Exercise brief >>
When you reach the line that contains "fn deserialize<D: Deserializer<'de>>(deserializer: D)" in the data below, start reproducing lines exactly, and stop after the line that contains "assert_eq!(a.hi().unwrap(), b.hi().unwrap());".

:::::

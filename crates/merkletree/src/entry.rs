//! Generic 4x32-byte claim record stored at tree leaves

use std::fmt;

use serde::{Deserialize, Deserializer, Serialize, Serializer};

use crate::crypto;
use crate::types::decode_hex;
use crate::{FieldElement, Hash32, MerkletreeError, Result};

/// Size of one serialized element
pub const ELEMENT_BYTES: usize = 32;
/// Size of the canonical entry wire form
pub const ENTRY_BYTES: usize = 4 * ELEMENT_BYTES;

/// Four field elements; `e2, e3` form the index, `e0, e1` the value.
#[derive(Clone, Copy, Debug, PartialEq, Eq, Hash)]
pub struct Entry {
    elements: [FieldElement; 4],
}

impl Entry {
    /// Build from four big-endian 32-byte elements
    pub fn new(e0: [u8; 32], e1: [u8; 32], e2: [u8; 32], e3: [u8; 32]) -> Result<Self> {
        Ok(Self {
            elements: [
                FieldElement::from_bytes(&e0)?,
                FieldElement::from_bytes(&e1)?,
                FieldElement::from_bytes(&e2)?,
                FieldElement::from_bytes(&e3)?,
            ],
        })
    }

    pub fn from_elements(elements: [FieldElement; 4]) -> Self {
        Self { elements }
    }

    pub fn from_bytes(bytes: &[u8]) -> Result<Self> {
        if bytes.len() != ENTRY_BYTES {
            return Err(MerkletreeError::BadLength { expected: ENTRY_BYTES, actual: bytes.len() });
        }
        let mut elements = [FieldElement::zero(); 4];
        for (element, chunk) in elements.iter_mut().zip(bytes.chunks_exact(ELEMENT_BYTES)) {
            let mut buf = [0u8; ELEMENT_BYTES];
            buf.copy_from_slice(chunk);
            *element = FieldElement::from_bytes(&buf)?;
        }
        Ok(Self { elements })
    }

    pub fn to_bytes(&self) -> [u8; ENTRY_BYTES] {
        let mut out = [0u8; ENTRY_BYTES];
        for (chunk, element) in out.chunks_exact_mut(ELEMENT_BYTES).zip(self.elements.iter()) {
            chunk.copy_from_slice(&element.to_bytes());
        }
        out
    }

    /// Accepts hex with or without `0x`
    pub fn from_hex(s: &str) -> Result<Self> {
        Self::from_bytes(&decode_hex(s)?)
    }

    pub fn to_hex(&self) -> String {
        format!("0x{}", hex::encode(self.to_bytes()))
    }

    pub fn elements(&self) -> &[FieldElement; 4] {
        &self.elements
    }

    pub fn element_bytes(&self, index: usize) -> [u8; 32] {
        self.elements[index].to_bytes()
    }

    /// Hash-index: the tree key
    pub fn hi(&self) -> Result<Hash32> {
        crypto::hash_elems(&self.elements[2], &self.elements[3])
    }

    /// Hash-value: digest of the payload half
    pub fn hv(&self) -> Result<Hash32> {
        crypto::hash_elems(&self.elements[0], &self.elements[1])
    }
}

impl fmt::Display for Entry {
    fn fmt(&self, f: &mut fmt::Formatter<'_>) -> fmt::Result {
        f.write_str(&self.to_hex())
    }
}

impl Serialize for Entry {
    fn serialize<S: Serializer>(&self, serializer: S) -> std::result::Result<S::Ok, S::Error> {
        serializer.serialize_str(&self.to_hex())
    }
}

impl<'de> Deserialize<'de> for Entry {
    fn deserialize<D: Deserializer<'de>>(deserializer: D) -> std::result::Result<Self, D::Error> {
        let s = String::deserialize(deserializer)?;
        Entry::from_hex(&s).map_err(serde::de::Error::custom)
    }
}

#[cfg(test)]
mod tests {
    use super::*;
    use crate::field::modulus_bytes;

    fn entry(a: u64, b: u64, c: u64, d: u64) -> Entry {
        Entry::from_elements([a.into(), b.into(), c.into(), d.into()])
    }

    #[test]
    fn test_hex_roundtrip() {
        let e = entry(12, 45, 78, 41);
        let s = e.to_hex();
        assert!(s.starts_with("0x"));
        assert_eq!(s.len(), 2 + 256);
        assert_eq!(Entry::from_hex(&s).unwrap(), e);
    }

    #[test]
    fn test_bytes_layout() {
        let e = entry(1, 2, 3, 4);
        let b = e.to_bytes();
        assert_eq!(b[31], 1);
        assert_eq!(b[63], 2);
        assert_eq!(b[95], 3);
        assert_eq!(b[127], 4);
        assert_eq!(Entry::from_bytes(&b).unwrap(), e);
    }

    #[test]
    fn test_bad_length() {
        assert!(matches!(
            Entry::from_hex("0x0011"),
            Err(MerkletreeError::BadLength { expected: 128, actual: 2 })
        ));
        assert!(matches!(
            Entry::from_bytes(&[0u8; 129]),
            Err(MerkletreeError::BadLength { expected: 128, actual: 129 })
        ));
    }

    #[test]
    fn test_new_out_of_field() {
        let zero = [0u8; 32];
        assert!(matches!(
            Entry::new(zero, zero, zero, modulus_bytes()),
            Err(MerkletreeError::OutOfField)
        ));

        let mut bytes = [0u8; 128];
        bytes[32..64].copy_from_slice(&[0xff; 32]);
        assert!(matches!(Entry::from_bytes(&bytes), Err(MerkletreeError::OutOfField)));
    }

    #[test]
    fn test_hi_hv_split() {
        // same index half, different value half
        let a = entry(1, 2, 3, 4);
        let b = entry(5, 6, 3, 4);
        assert_eq!(a.hi().unwrap(), b.hi().unwrap());
        assert_ne!(a.hv().unwrap(), b.hv().unwrap());
    }

    #[test]
    fn test_serde_as_hex() {
        let e = entry(9, 8, 7, 6);
        let json = serde_json::to_string(&e).unwrap();
        assert_eq!(json, format!("\"{}\"", e.to_hex()));
        let back: Entry = serde_json::from_str(&json).unwrap();
        assert_eq!(back, e);
    }
}
use merkletree::{
    hash_to_hex, Entry, Hash32, MerkletreeError, Proof, SparseMerkleTree, Storage, TreeConfig,
};
use serde::{Deserialize, Serialize};
use tracing::{debug, warn};

use crate::claim::{parse_claim, Claim};
use crate::{ClaimsError, Result};

/// A claim entry, its proof and the root the proof was generated against
#[derive(Clone, Debug, PartialEq, Eq, Serialize, Deserialize)]
pub struct ClaimProof {
    pub entry: Entry,
    pub proof: Proof,
    #[serde(with = "merkletree::hash_serde")]
    pub root: Hash32,
}

impl ClaimProof {
    pub fn claim(&self) -> Result<Claim> {
        parse_claim(&self.entry)
    }
}

/// Claims of a single identity, held in its own tree.
pub struct ClaimStore<S: Storage> {
    tree: SparseMerkleTree<S>,
}

impl<S: Storage> ClaimStore<S> {
    pub fn new(storage: S, config: &TreeConfig) -> Result<Self> {
        Ok(Self { tree: SparseMerkleTree::new(storage, config)? })
    }

    /// Reopen an identity at a previously published root
    pub fn open(storage: S, config: &TreeConfig, root: Hash32) -> Result<Self> {
        Ok(Self { tree: SparseMerkleTree::with_root(storage, config, root)? })
    }

    pub fn tree(&self) -> &SparseMerkleTree<S> {
        &self.tree
    }

    pub fn root(&self) -> Hash32 {
        self.tree.root()
    }

    /// Add a claim, returning its `hi`
    pub fn add_claim(&mut self, claim: &Claim) -> Result<Hash32> {
        let entry = claim.to_entry();
        let hi = entry.hi()?;
        self.tree.insert(&entry)?;
        debug!(
            claim_type = ?claim.claim_type(),
            version = claim.version(),
            hi = %hash_to_hex(&hi),
            "claims: claim added"
        );
        Ok(hi)
    }

    /// Add claims in order and return the resulting root.
    ///
    /// Stops at the first failing claim; claims before it stay in the tree.
    pub fn add_claims_batch(&mut self, claims: &[Claim]) -> Result<Hash32> {
        for (index, claim) in claims.iter().enumerate() {
            if let Err(e) = self.tree.insert(&claim.to_entry()) {
                warn!(index, error = %e, "claims: batch insert stopped");
                return Err(ClaimsError::Batch { index, source: e });
            }
        }
        let root = self.tree.root();
        debug!(count = claims.len(), root = %hash_to_hex(&root), "claims: batch added");
        Ok(root)
    }

    /// Claim stored under `hi`
    pub fn get_claim(&self, hi: &Hash32) -> Result<Claim> {
        parse_claim(&self.tree.get_entry(hi)?)
    }

    /// Whether exactly this claim (index and value) is in the tree
    pub fn claim_exists(&self, claim: &Claim) -> Result<bool> {
        let entry = claim.to_entry();
        match self.tree.get_entry(&entry.hi()?) {
            Ok(stored) => Ok(stored == entry),
            Err(MerkletreeError::EntryNotFound) | Err(MerkletreeError::HiMismatch) => Ok(false),
            Err(e) => Err(e.into()),
        }
    }

    /// Proof for the position of `claim` against the current root.
    /// Absent claims yield a non-existence proof.
    pub fn claim_proof(&self, claim: &Claim) -> Result<ClaimProof> {
        let entry = claim.to_entry();
        let proof = self.tree.generate_proof(&entry.hi()?)?;
        Ok(ClaimProof { entry, proof, root: self.tree.root() })
    }

    /// Check that `proof.entry` is in the tree with root `proof.root`
    pub fn verify_claim_proof(proof: &ClaimProof) -> bool {
        if !proof.proof.is_existence() {
            return false;
        }
        match (proof.entry.hi(), proof.entry.hv()) {
            (Ok(hi), Ok(hv)) => proof.proof.verify(&proof.root, &hi, &hv),
            _ => false,
        }
    }
}

#[cfg(test)]
mod tests {
    use super::*;
    use crate::kinds::{AssignName, AuthorizeEthKey};
    use crate::Id;
    use merkletree::{InMemoryStorage, EMPTY_HASH};

    fn store() -> ClaimStore<InMemoryStorage> {
        ClaimStore::new(InMemoryStorage::new(), &TreeConfig::new(140, "id1:")).unwrap()
    }

    #[test]
    fn test_add_and_get() {
        let mut s = store();
        let claim: Claim = AssignName::new("erin", Id::from([5u8; 31])).unwrap().into();
        let hi = s.add_claim(&claim).unwrap();

        assert_ne!(s.root(), EMPTY_HASH);
        assert_eq!(s.get_claim(&hi).unwrap(), claim);
        assert!(s.claim_exists(&claim).unwrap());
    }

    #[test]
    fn test_same_index_other_value() {
        let mut s = store();
        let a: Claim = AssignName::new("frank", Id::from([1u8; 31])).unwrap().into();
        let b: Claim = AssignName::new("frank", Id::from([2u8; 31])).unwrap().into();
        s.add_claim(&a).unwrap();

        assert!(!s.claim_exists(&b).unwrap());
        assert!(matches!(
            s.add_claim(&b),
            Err(ClaimsError::Tree(MerkletreeError::MaxLevelsReached))
        ));
    }

    #[test]
    fn test_claim_proof() {
        let mut s = store();
        let claim: Claim = AuthorizeEthKey::new(&[0x11; 20], 0).unwrap().into();
        s.add_claim(&claim).unwrap();

        let proof = s.claim_proof(&claim).unwrap();
        assert!(ClaimStore::<InMemoryStorage>::verify_claim_proof(&proof));
        assert_eq!(proof.claim().unwrap(), claim);

        let absent: Claim = AuthorizeEthKey::new(&[0x22; 20], 0).unwrap().into();
        let proof = s.claim_proof(&absent).unwrap();
        assert!(!proof.proof.is_existence());
        assert!(!ClaimStore::<InMemoryStorage>::verify_claim_proof(&proof));
    }

    #[test]
    fn test_batch_stops_at_failure() {
        let mut s = store();
        let id = Id::from([3u8; 31]);
        let claims: Vec<Claim> = vec![
            AssignName::new("a", id).unwrap().into(),
            AssignName::new("b", id).unwrap().into(),
            AssignName::new("a", id).unwrap().into(),
            AssignName::new("c", id).unwrap().into(),
        ];
        let err = s.add_claims_batch(&claims).unwrap_err();
        assert!(matches!(err, ClaimsError::Batch { index: 2, .. }));
        assert!(s.claim_exists(&claims[1]).unwrap());
        assert!(!s.claim_exists(&claims[3]).unwrap());
    }
}
//! Environment variables carrying temporary credentials.

pub const AWS_ACCESS_KEY_ID: &str = "AWS_ACCESS_KEY_ID";
pub const AWS_SECRET_ACCESS_KEY: &str = "AWS_SECRET_ACCESS_KEY";
pub const AWS_SESSION_TOKEN: &str = "AWS_SESSION_TOKEN";

type EnvironmentListInner = Vec<(&'static str, String)>;

pub struct EnvironmentList {
    inner: EnvironmentListInner,
}

impl EnvironmentList {
    pub fn from_credentials(credentials: &crate::client::Credentials) -> Self {
        vec![
            (AWS_ACCESS_KEY_ID, credentials.access_key_id.clone()),
            (
                AWS_SECRET_ACCESS_KEY,
                credentials.secret_access_key.expose().to_owned(),
            ),
            (AWS_SESSION_TOKEN, credentials.session_token.clone()),
        ]
        .into()
    }

    pub fn into_inner(self) -> EnvironmentListInner {
        self.inner
    }

    /// Render as `export NAME='value'` lines that a POSIX shell can `eval`.
    pub fn to_shell_exports(&self) -> String {
        let mut buf = String::new();
        for (k, v) in self.inner.iter() {
            buf.push_str(&format!("export {k}={}\n", shell_quote(v)));
        }
        buf
    }
}

fn shell_quote(value: &str) -> String {
    format!("'{}'", value.replace('\'', r"'\''"))
}

impl From<EnvironmentListInner> for EnvironmentList {
    fn from(mut inner: Vec<(&'static str, String)>) -> Self {
        inner.sort_by_key(|k| k.0);
        Self { inner }
    }
}

/// https://docs.aws.amazon.com/sdkref/latest/guide/feature-process-credentials.html
#[derive(Debug, serde::Serialize)]
#[serde(rename_all = "PascalCase")]
pub struct CredentialProcessResponse<'a> {
    pub version: i64,
    pub access_key_id: &'a str,
    pub secret_access_key: &'a crate::client::AwsSecretAccessKey,
    pub session_token: &'a str,
    pub expiration: chrono::DateTime<chrono::Utc>,
}

impl<'a> From<&'a crate::client::Credentials> for CredentialProcessResponse<'a> {
    fn from(credentials: &'a crate::client::Credentials) -> Self {
        Self {
            version: 1,
            access_key_id: &credentials.access_key_id,
            secret_access_key: &credentials.secret_access_key,
            session_token: &credentials.session_token,
            expiration: credentials.expiration,
        }
    }
}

:::::

Answer section >>
    fn deserialize<D: Deserializer<'de>>(deserializer: D) -> std::result::Result<Self, D::Error> {
        let s = String::deserialize(deserializer)?;
        Entry::from_hex(&s).map_err(serde::de::Error::custom)
    }
}

#[cfg(test)]
mod tests {
    use super::*;
    use crate::field::modulus_bytes;

    fn entry(a: u64, b: u64, c: u64, d: u64) -> Entry {
        Entry::from_elements([a.into(), b.into(), c.into(), d.into()])
    }

    #[test]
    fn test_hex_roundtrip() {
        let e = entry(12, 45, 78, 41);
        let s = e.to_hex();
        assert!(s.starts_with("0x"));
        assert_eq!(s.len(), 2 + 256);
        assert_eq!(Entry::from_hex(&s).unwrap(), e);
    }

    #[test]
    fn test_bytes_layout() {
        let e = entry(1, 2, 3, 4);
        let b = e.to_bytes();
        assert_eq!(b[31], 1);
        assert_eq!(b[63], 2);
        assert_eq!(b[95], 3);
        assert_eq!(b[127], 4);
        assert_eq!(Entry::from_bytes(&b).unwrap(), e);
    }

    #[test]
    fn test_bad_length() {
        assert!(matches!(
            Entry::from_hex("0x0011"),
            Err(MerkletreeError::BadLength { expected: 128, actual: 2 })
        ));
        assert!(matches!(
            Entry::from_bytes(&[0u8; 129]),
            Err(MerkletreeError::BadLength { expected: 128, actual: 129 })
        ));
    }

    #[test]
    fn test_new_out_of_field() {
        let zero = [0u8; 32];
        assert!(matches!(
            Entry::new(zero, zero, zero, modulus_bytes()),
            Err(MerkletreeError::OutOfField)
        ));

        let mut bytes = [0u8; 128];
        bytes[32..64].copy_from_slice(&[0xff; 32]);
        assert!(matches!(Entry::from_bytes(&bytes), Err(MerkletreeError::OutOfField)));
    }

    #[test]
    fn test_hi_hv_split() {
        // same index half, different value half
        let a = entry(1, 2, 3, 4);
        let b = entry(5, 6, 3, 4);
        assert_eq!(a.hi().unwrap(), b.hi().unwrap());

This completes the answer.